Si el ostinato es la métrica permanente por debajo de la línea de canto, en una narración el ostinato es también insistencia, pero requiere una figura no repetida en lo aparente que sin embargo sí repita su narración de fondo; una narración que siga un discurso sonoro en que aparezcan líneas principales e incluso episódicas. Personajes, en ambos casos, aunque no solo: pueden ser una casa, una población, una burguesía envilecida por su apoyo al crimen. Como en este caso, en que la casa de Daniel en Cambo aspira a la categoría de personaje, o al menos el obstinado la siente y presiente así. Pero ¿y la traición? ¿Puede la traición ser personaje o son los personajes los que traicionan? Aquí, la traición es ambigua, no se nos explica en qué consiste. Mejor, porque de lo que se trata es de ver cómo el sentido de traición habita y acosa al personaje que evoca y cuenta. Si fue Daniel, el maestro y amigo, el jefe y casi hermano mayor, el que traicionó. Si fue él mismo, el que cuenta. Si fue ella, Elena, la retorcida y oportunista Elena, imagen repetida de la mujer que absorbe, vampírica. Como oí en alguna parte: la Corina que todos deseamos y que solo algunos tienen el infortunio de conseguir. Berta, disfrazada de ONG con ojos, interviene en la acción para agitar la memoria con el pretexto de calmar los recuerdos.
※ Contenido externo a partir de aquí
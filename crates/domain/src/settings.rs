//! Effective settings - default table overlaid with user options
//!
//! Options are stored by the host as a loosely typed JSON mapping. Resolution
//! keeps only recognised keys and falls back to the default for any key that
//! is missing, `null`, or of the wrong type. Resolution is a pure function of
//! the two mappings; nothing is cached.

use serde::de::DeserializeOwned;
use serde::{Deserialize, Serialize};
use serde_json::Value;

use crate::catalog::{
    DEFAULT_CONVERSATION_CONTEXT_LENGTH, DEFAULT_CONVERSATION_MAX_TOKENS,
    DEFAULT_CONVERSATION_TEMPERATURE, DEFAULT_EMOTION, DEFAULT_LANGUAGE,
    DEFAULT_MODEL_CONVERSATION, DEFAULT_MODEL_TTS, DEFAULT_PACE, DEFAULT_STREAMING,
    DEFAULT_STT_LANGUAGE, DEFAULT_STT_MODEL, DEFAULT_STT_SAMPLE_RATE, DEFAULT_STYLE,
    DEFAULT_TTS_QUALITY, DEFAULT_VOICE,
};
use crate::entities::SpeechStyle;

/// Loosely typed option mapping as persisted by the host
pub type OptionsMap = serde_json::Map<String, Value>;

/// Option keys understood by the integration
#[derive(Debug, Clone, Copy, PartialEq, Eq, Hash)]
pub enum OptionKey {
    Model,
    Voice,
    Style,
    Emotion,
    Pace,
    Language,
    Streaming,
    MultiSpeaker,
    TtsQuality,
    ConversationModel,
    ConversationTemperature,
    ConversationMaxTokens,
    ConversationContextLength,
    SttLanguage,
    SttModel,
    SttUseEnhanced,
    SttProfanityFilter,
    SttPunctuation,
    SttSampleRate,
}

impl OptionKey {
    /// Every recognised key
    pub const ALL: [Self; 19] = [
        Self::Model,
        Self::Voice,
        Self::Style,
        Self::Emotion,
        Self::Pace,
        Self::Language,
        Self::Streaming,
        Self::MultiSpeaker,
        Self::TtsQuality,
        Self::ConversationModel,
        Self::ConversationTemperature,
        Self::ConversationMaxTokens,
        Self::ConversationContextLength,
        Self::SttLanguage,
        Self::SttModel,
        Self::SttUseEnhanced,
        Self::SttProfanityFilter,
        Self::SttPunctuation,
        Self::SttSampleRate,
    ];

    /// Key as stored in the options mapping
    pub const fn as_str(self) -> &'static str {
        match self {
            Self::Model => "model",
            Self::Voice => "voice",
            Self::Style => "style",
            Self::Emotion => "emotion",
            Self::Pace => "pace",
            Self::Language => "language",
            Self::Streaming => "streaming",
            Self::MultiSpeaker => "multi_speaker",
            Self::TtsQuality => "tts_quality",
            Self::ConversationModel => "conversation_model",
            Self::ConversationTemperature => "conversation_temperature",
            Self::ConversationMaxTokens => "conversation_max_tokens",
            Self::ConversationContextLength => "conversation_context_length",
            Self::SttLanguage => "stt_language",
            Self::SttModel => "stt_model",
            Self::SttUseEnhanced => "stt_use_enhanced",
            Self::SttProfanityFilter => "stt_profanity_filter",
            Self::SttPunctuation => "stt_punctuation",
            Self::SttSampleRate => "stt_sample_rate",
        }
    }

    /// Look up a key by its stored name
    pub fn from_key(key: &str) -> Option<Self> {
        Self::ALL.into_iter().find(|k| k.as_str() == key)
    }
}

impl std::fmt::Display for OptionKey {
    fn fmt(&self, f: &mut std::fmt::Formatter<'_>) -> std::fmt::Result {
        f.write_str(self.as_str())
    }
}

/// Resolved settings for one request
#[derive(Debug, Clone, PartialEq, Serialize, Deserialize)]
pub struct EffectiveSettings {
    /// TTS model
    pub model: String,
    /// Default prebuilt voice
    pub voice: String,
    /// Default speaking style
    pub style: String,
    /// Default emotion
    pub emotion: String,
    /// Default pace
    pub pace: String,
    /// Default TTS language
    pub language: String,
    /// Streaming flag (stored only)
    pub streaming: bool,
    /// Multi-speaker flag (stored only)
    pub multi_speaker: bool,
    /// TTS quality tier (stored only)
    pub tts_quality: String,
    /// Conversation model
    pub conversation_model: String,
    /// Conversation sampling temperature
    pub conversation_temperature: f64,
    /// Conversation output token cap
    pub conversation_max_tokens: u32,
    /// Prior exchanges included in a prompt
    pub conversation_context_length: usize,
    /// Recognition language code
    pub stt_language: String,
    /// Recognition model
    pub stt_model: String,
    /// Use enhanced recognition models
    pub stt_use_enhanced: bool,
    /// Mask profanity in transcripts
    pub stt_profanity_filter: bool,
    /// Automatic punctuation in transcripts
    pub stt_punctuation: bool,
    /// Fallback sample rate when the stream does not declare one
    pub stt_sample_rate: u32,
}

impl Default for EffectiveSettings {
    fn default() -> Self {
        Self {
            model: DEFAULT_MODEL_TTS.to_string(),
            voice: DEFAULT_VOICE.to_string(),
            style: DEFAULT_STYLE.to_string(),
            emotion: DEFAULT_EMOTION.to_string(),
            pace: DEFAULT_PACE.to_string(),
            language: DEFAULT_LANGUAGE.to_string(),
            streaming: DEFAULT_STREAMING,
            multi_speaker: false,
            tts_quality: DEFAULT_TTS_QUALITY.to_string(),
            conversation_model: DEFAULT_MODEL_CONVERSATION.to_string(),
            conversation_temperature: DEFAULT_CONVERSATION_TEMPERATURE,
            conversation_max_tokens: DEFAULT_CONVERSATION_MAX_TOKENS,
            conversation_context_length: DEFAULT_CONVERSATION_CONTEXT_LENGTH,
            stt_language: DEFAULT_STT_LANGUAGE.to_string(),
            stt_model: DEFAULT_STT_MODEL.to_string(),
            stt_use_enhanced: true,
            stt_profanity_filter: false,
            stt_punctuation: true,
            stt_sample_rate: DEFAULT_STT_SAMPLE_RATE,
        }
    }
}

impl EffectiveSettings {
    /// Overlay user options onto the default table
    ///
    /// # Examples
    ///
    /// ```
    /// use domain::{EffectiveSettings, OptionsMap};
    ///
    /// let mut options = OptionsMap::new();
    /// options.insert("voice".into(), "Kore".into());
    /// options.insert("not_a_setting".into(), 1.into());
    ///
    /// let settings = EffectiveSettings::resolve(&options);
    /// assert_eq!(settings.voice, "Kore");
    /// assert!(!settings.to_options().contains_key("not_a_setting"));
    /// ```
    pub fn resolve(overrides: &OptionsMap) -> Self {
        let d = Self::default();
        Self {
            model: pick(overrides, OptionKey::Model, d.model),
            voice: pick(overrides, OptionKey::Voice, d.voice),
            style: pick(overrides, OptionKey::Style, d.style),
            emotion: pick(overrides, OptionKey::Emotion, d.emotion),
            pace: pick(overrides, OptionKey::Pace, d.pace),
            language: pick(overrides, OptionKey::Language, d.language),
            streaming: pick(overrides, OptionKey::Streaming, d.streaming),
            multi_speaker: pick(overrides, OptionKey::MultiSpeaker, d.multi_speaker),
            tts_quality: pick(overrides, OptionKey::TtsQuality, d.tts_quality),
            conversation_model: pick(overrides, OptionKey::ConversationModel, d.conversation_model),
            conversation_temperature: pick(
                overrides,
                OptionKey::ConversationTemperature,
                d.conversation_temperature,
            ),
            conversation_max_tokens: pick(
                overrides,
                OptionKey::ConversationMaxTokens,
                d.conversation_max_tokens,
            ),
            conversation_context_length: pick(
                overrides,
                OptionKey::ConversationContextLength,
                d.conversation_context_length,
            ),
            stt_language: pick(overrides, OptionKey::SttLanguage, d.stt_language),
            stt_model: pick(overrides, OptionKey::SttModel, d.stt_model),
            stt_use_enhanced: pick(overrides, OptionKey::SttUseEnhanced, d.stt_use_enhanced),
            stt_profanity_filter: pick(
                overrides,
                OptionKey::SttProfanityFilter,
                d.stt_profanity_filter,
            ),
            stt_punctuation: pick(overrides, OptionKey::SttPunctuation, d.stt_punctuation),
            stt_sample_rate: pick(overrides, OptionKey::SttSampleRate, d.stt_sample_rate),
        }
    }

    /// The default table as an options mapping
    pub fn default_table() -> OptionsMap {
        Self::default().to_options()
    }

    /// Render the settings as an options mapping keyed by [`OptionKey`]
    pub fn to_options(&self) -> OptionsMap {
        match serde_json::to_value(self) {
            Ok(Value::Object(map)) => map,
            _ => OptionsMap::new(),
        }
    }

    /// Value of a single key
    pub fn get(&self, key: OptionKey) -> Value {
        self.to_options()
            .remove(key.as_str())
            .unwrap_or(Value::Null)
    }

    /// Default voice, style, emotion and pace
    pub fn voice_selection(&self) -> VoiceSelection {
        VoiceSelection::from_settings(self)
    }
}

/// Keep only recognised keys of an options mapping
pub fn retain_recognized(options: &OptionsMap) -> OptionsMap {
    options
        .iter()
        .filter(|(key, _)| OptionKey::from_key(key).is_some())
        .map(|(key, value)| (key.clone(), value.clone()))
        .collect()
}

fn pick<T: DeserializeOwned>(overrides: &OptionsMap, key: OptionKey, default: T) -> T {
    match overrides.get(key.as_str()) {
        None | Some(Value::Null) => default,
        Some(value) => T::deserialize(value).unwrap_or(default),
    }
}

/// Voice and style for a single synthesis request
#[derive(Debug, Clone, PartialEq, Eq)]
pub struct VoiceSelection {
    pub voice: String,
    pub style: String,
    pub emotion: String,
    pub pace: String,
}

impl VoiceSelection {
    /// Selection taken from the resolved settings
    pub fn from_settings(settings: &EffectiveSettings) -> Self {
        Self {
            voice: settings.voice.clone(),
            style: settings.style.clone(),
            emotion: settings.emotion.clone(),
            pace: settings.pace.clone(),
        }
    }

    /// Replace fields with per-call options where present
    pub fn overlay(mut self, options: &OptionsMap) -> Self {
        let text = |key: OptionKey| options.get(key.as_str()).and_then(Value::as_str);

        if let Some(voice) = text(OptionKey::Voice) {
            self.voice = voice.to_string();
        }
        if let Some(style) = text(OptionKey::Style) {
            self.style = style.to_string();
        }
        if let Some(emotion) = text(OptionKey::Emotion) {
            self.emotion = emotion.to_string();
        }
        if let Some(pace) = text(OptionKey::Pace) {
            self.pace = pace.to_string();
        }
        self
    }

    /// Style, emotion and pace of this selection
    pub fn speech_style(&self) -> SpeechStyle {
        SpeechStyle::new(&self.style, &self.emotion, &self.pace)
    }
}

#[cfg(test)]
mod tests {
    use serde_json::json;

    use super::*;

    fn options(value: Value) -> OptionsMap {
        match value {
            Value::Object(map) => map,
            _ => unreachable!("test options must be an object"),
        }
    }

    #[test]
    fn empty_overrides_yield_defaults() {
        let settings = EffectiveSettings::resolve(&OptionsMap::new());
        assert_eq!(settings, EffectiveSettings::default());
        assert_eq!(settings.to_options(), EffectiveSettings::default_table());
    }

    #[test]
    fn overrides_replace_defaults() {
        let settings = EffectiveSettings::resolve(&options(json!({
            "voice": "Kore",
            "style": "whisper",
            "conversation_temperature": 0.2,
            "conversation_max_tokens": 256,
            "stt_sample_rate": 48000,
            "streaming": false,
        })));

        assert_eq!(settings.voice, "Kore");
        assert_eq!(settings.style, "whisper");
        assert!((settings.conversation_temperature - 0.2).abs() < f64::EPSILON);
        assert_eq!(settings.conversation_max_tokens, 256);
        assert_eq!(settings.stt_sample_rate, 48000);
        assert!(!settings.streaming);
        assert_eq!(settings.pace, "normal");
    }

    #[test]
    fn null_override_falls_back() {
        let settings = EffectiveSettings::resolve(&options(json!({ "voice": null })));
        assert_eq!(settings.voice, "Puck");
    }

    #[test]
    fn wrongly_typed_override_falls_back() {
        let settings = EffectiveSettings::resolve(&options(json!({
            "conversation_max_tokens": "lots",
            "conversation_context_length": -3,
            "streaming": "yes",
        })));

        assert_eq!(settings.conversation_max_tokens, 1000);
        assert_eq!(settings.conversation_context_length, 10);
        assert!(settings.streaming);
    }

    #[test]
    fn integer_temperature_is_accepted() {
        let settings =
            EffectiveSettings::resolve(&options(json!({ "conversation_temperature": 1 })));
        assert!((settings.conversation_temperature - 1.0).abs() < f64::EPSILON);
    }

    #[test]
    fn unknown_keys_are_dropped() {
        let settings = EffectiveSettings::resolve(&options(json!({
            "tts_model": "something",
            "favourite_colour": "blue",
        })));

        let rendered = settings.to_options();
        assert!(!rendered.contains_key("tts_model"));
        assert!(!rendered.contains_key("favourite_colour"));
        assert_eq!(settings, EffectiveSettings::default());
    }

    #[test]
    fn rendered_keys_match_option_keys() {
        let rendered = EffectiveSettings::default_table();
        assert_eq!(rendered.len(), OptionKey::ALL.len());
        for key in OptionKey::ALL {
            assert!(rendered.contains_key(key.as_str()), "missing {key}");
        }
    }

    #[test]
    fn get_returns_single_value() {
        let settings = EffectiveSettings::default();
        assert_eq!(settings.get(OptionKey::Voice), json!("Puck"));
        assert_eq!(settings.get(OptionKey::SttSampleRate), json!(16000));
    }

    #[test]
    fn option_key_round_trips_through_name() {
        for key in OptionKey::ALL {
            assert_eq!(OptionKey::from_key(key.as_str()), Some(key));
        }
        assert_eq!(OptionKey::from_key("speakers"), None);
    }

    #[test]
    fn retain_recognized_filters_keys() {
        let filtered = retain_recognized(&options(json!({
            "voice": "Kore",
            "speakers": ["A", "B"],
        })));

        assert_eq!(filtered.len(), 1);
        assert_eq!(filtered.get("voice"), Some(&json!("Kore")));
    }

    #[test]
    fn voice_selection_overlay() {
        let settings = EffectiveSettings::resolve(&options(json!({ "voice": "Kore" })));
        let selection = settings
            .voice_selection()
            .overlay(&options(json!({ "style": "dramatic", "pace": 3 })));

        assert_eq!(selection.voice, "Kore");
        assert_eq!(selection.style, "dramatic");
        assert_eq!(selection.emotion, "neutral");
        assert_eq!(selection.pace, "normal");
    }
}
Todo lo que se cuenta en esta novela es pasado, excepto el final. Al que, dicho sea en justicia, avanzamos a toda prisa, atrapados por este obsesivo bolero de Ravel en que se convierte la secuencia, con un crescendo y un interés especial a lo largo de la segunda mitad del libro. Todo es pasado y, en consecuencia, todo es un rumiar con la herida sin cicatrizar. Daniel ha muerto y hay que ir al entierro, al otro de la frontera vascongada. Se emprende el viaje, se emprende el recuerdo. Al principio, como una narración conocida, cuyo código ya supiéramos. Pronto, es una novela con un mundo por completo personal.
Del monólogo del atormentado se deduce algo que indica que la memoria le juega malas pasadas o el resentimiento le pide incendios. Se deduce la grandeza de Daniel, por mucho que trate de engañarnos nuestro antihéroe. Nos engaña solo si queremos, y uno no quiere. Se deduce la mezquindad de Elena, su ausencia de escrúpulos (“sin complejos”, como se dice ahora). Se deduce la pequeñez del narrador y, para ello, aparece un personaje aún más pequeño, Berta. Otros personajes son episódicos y sirven para apuntalar el paralelismo de una situación (Fabio, la amante lejana) o para reajustar evocaciones (Gerardo, fugaz). O para evadirse de la insoportable pesadumbre: la dama inglesa, hacia el final.
Hoy sabemos que la subjetividad es una casa en la que habitan los relatos. Y los meta relatos, no voy a entrar en ese complejo teórico. En su monólogo el personaje nos advierte que la memoria es frágil, selectiva, que no solo recrea, sino que crea cosas nuevas. Se diría que es un truco, que lo dice pour la forme, que no cree realmente en ello. Debajo del recuerdo que es falible, y eso lo sabemos todos, está el personaje que nos guiña: todo sucedió así, no me hagan caso. Esta novela carece de diálogos, y si hay algo semejante aparece entreverado en la evocación y el ostinato. Es como si se nos negara las líneas de canto para sumirlas en un paisaje sonoro a cargo del conjunto, y el conjunto es la voz, la única voz, la del narrador que rumia y cree que hallará la paz. Y acaso pretende que le creamos los lectores. La voz es línea, que unas veces es canto y otra es cantilena. Y la voz es también, ya dijimos, la métrica de base, el ostinato.